You will configure data center awareness in one of two methods (https://github.com/openark/orchestrator/blob/master/docs/configuration-discovery-classifying.md):

DataCenterPattern: a regular expression to be used on the fqdn. e.g.: "db-.*?-.*?[.](.*?)[.].myservice[.]com"
DetectDataCenterQuery: a query that returns the data center name

In this case we'd need to match:
es1, db1, pc1 for eqiad
es2,db2, pc2 for codfw

Event Timeline

Marostegui moved this task from Triage to Ready on the DBA board.

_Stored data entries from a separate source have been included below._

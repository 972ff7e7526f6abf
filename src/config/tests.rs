//! Configuration tests

use super::*;
use std::collections::HashMap;

fn env_from(pairs: &[(&str, &str)]) -> impl Fn(&str) -> Option<String> {
    let map: HashMap<String, String> = pairs
        .iter()
        .map(|(k, v)| (k.to_string(), v.to_string()))
        .collect();
    move |key| map.get(key).cloned()
}

/// Verify that serialized config can be parsed back.
#[test]
fn test_config_roundtrip_default() {
    let config = Config::default();
    let toml_str = config.to_toml();

    let parsed: Result<FileConfig, _> = toml::from_str(&toml_str);
    assert!(
        parsed.is_ok(),
        "Default config should round-trip.\nTOML:\n{}\nError: {:?}",
        toml_str,
        parsed.err()
    );
}

/// Values written by to_toml() must come back unchanged.
#[test]
fn test_config_roundtrip_values() {
    let mut config = Config::default();
    config.api_base = "https://cms.example/management".to_string();
    config.command_base = "https://cms.example/admin/command".to_string();
    config.timeout_secs = 5;
    config.logging.level = "debug".to_string();
    config.logging.file_enabled = true;
    config.logging.file_rotation = LogRotation::Hourly;

    let file: FileConfig = toml::from_str(&config.to_toml()).unwrap();
    let loaded = Config::from_sources(file, env_from(&[]));

    assert_eq!(loaded.api_base, config.api_base);
    assert_eq!(loaded.command_base, config.command_base);
    assert_eq!(loaded.timeout_secs, 5);
    assert_eq!(loaded.logging.level, "debug");
    assert!(loaded.logging.file_enabled);
    assert_eq!(loaded.logging.file_rotation, LogRotation::Hourly);
}

#[test]
fn test_token_is_never_serialized() {
    let mut config = Config::default();
    config.token = Some("secret-token".to_string());
    assert!(!config.to_toml().contains("secret-token"));
}

#[test]
fn test_env_overrides_file() {
    let file: FileConfig = toml::from_str(
        r#"
api_base = "http://file/management"
token = "from-file"
timeout_secs = 10
"#,
    )
    .unwrap();

    let config = Config::from_sources(
        file,
        env_from(&[
            ("STRUCTVIEW_API_BASE", "http://env/management"),
            ("STRUCTVIEW_TIMEOUT", "3"),
            ("STRUCTVIEW_NO_TUI", "1"),
        ]),
    );

    assert_eq!(config.api_base, "http://env/management");
    assert_eq!(config.command_base, DEFAULT_COMMAND_BASE);
    assert_eq!(config.token.as_deref(), Some("from-file"));
    assert_eq!(config.timeout_secs, 3);
    assert!(!config.enable_tui);
}

#[test]
fn test_defaults_without_sources() {
    let config = Config::from_sources(FileConfig::default(), env_from(&[]));
    assert_eq!(config.api_base, DEFAULT_API_BASE);
    assert_eq!(config.token, None);
    assert!(config.enable_tui);
    assert_eq!(config.logging.file_rotation, LogRotation::Daily);
}

#[test]
fn test_empty_token_is_none() {
    let config = Config::from_sources(FileConfig::default(), env_from(&[("STRUCTVIEW_TOKEN", "")]));
    assert_eq!(config.token, None);
}

#[test]
fn test_unknown_rotation_falls_back_to_daily() {
    assert_eq!(LogRotation::parse("weekly"), LogRotation::Daily);
    assert_eq!(LogRotation::parse("NEVER"), LogRotation::Never);
}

For the record, so far looks like we are going for this approachf:

  • Setting the unused galera variable wsrep_cluster_name on my.cnf via puppet with "eqiad" or "codfw".
  • As this variable is dynamic, we can set it up on the fly (and test it).
  • Use the DetectDataCenterQuery orchestrator flag with something like: DetectDataCenterQuery: select @@wsrep_cluster_name

For the record, so far looks like we are going for this approachf:

  • Setting the unused galera variable wsrep_cluster_name on my.cnf via puppet with "eqiad" or "codfw".
  • As this variable is dynamic, we can set it up on the fly (and test it).
  • Use the DetectDataCenterQuery orchestrator flag with something like: DetectDataCenterQuery: select @@wsrep_cluster_name

I have tried this approach manually by setting the following on orchestrator.conf:

"DetectDataCenterQuery": "SELECT @@wsrep_cluster_name"

I have manually changed the flag on pc1 hosts:

# ./section pc1 | while read host port; do echo $host; mysql.py -h$host:$port -e "select @@wsrep_cluster_name";done
pc2010.codfw.wmnet
@@wsrep_cluster_name
codfw
pc2007.codfw.wmnet
@@wsrep_cluster_name
codfw
pc1010.eqiad.wmnet
@@wsrep_cluster_name
eqiad
pc1007.eqiad.wmnet
@@wsrep_cluster_name
eqiad

After restarting orchestrator this worked like a charm:

Captura de pantalla 2020-10-30 a las 9.35.34.png (354×1 px, 41 KB)

So the pending part would be to puppetize, somehow, setting that variable on my.cnf depending on where the host lives.

So the pending part would be to puppetize, somehow, setting that variable on my.cnf depending on where the host lives.

This bit is easy - puppet has a $site variable we can use.

Change 637702 had a related patch set uploaded (by Kormat; owner: Kormat):
[operations/puppet@production] mariadb: (Ab)use wsrep_cluster_name for DC name

https://gerrit.wikimedia.org/r/637702

Change 637715 had a related patch set uploaded (by Marostegui; owner: Marostegui):
[operations/puppet@production] orchestrator.conf: Add DetectDataCenterQuery to detect DC

https://gerrit.wikimedia.org/r/637715

Change 637702 merged by Kormat:
[operations/puppet@production] mariadb: (Ab)use wsrep_cluster_name for DC name

https://gerrit.wikimedia.org/r/637702

Change 637715 merged by Marostegui:
[operations/puppet@production] orchestrator.conf: Add DetectDataCenterQuery to detect DC

https://gerrit.wikimedia.org/r/637715

Running this to enact the change in codfw:

for i in $(mysql.py -h db1115 -A zarcillo -BN -e "select name from instances where server like '%codfw%'"); do
  echo "====> $i"
  mysql.py -h $i -e "set session sql_log_bin=0; set global wsrep_cluster_name=codfw" || break
done

The equivalent for eqiad is now done, too.

Kormat claimed this task.

DC detection is now working \o/

Excellent! pc1 and pc2 are now showing correct DCs.
db1077 picked the change automatically and pc2 did as well, as I never touched those set of hosts.
Thanks!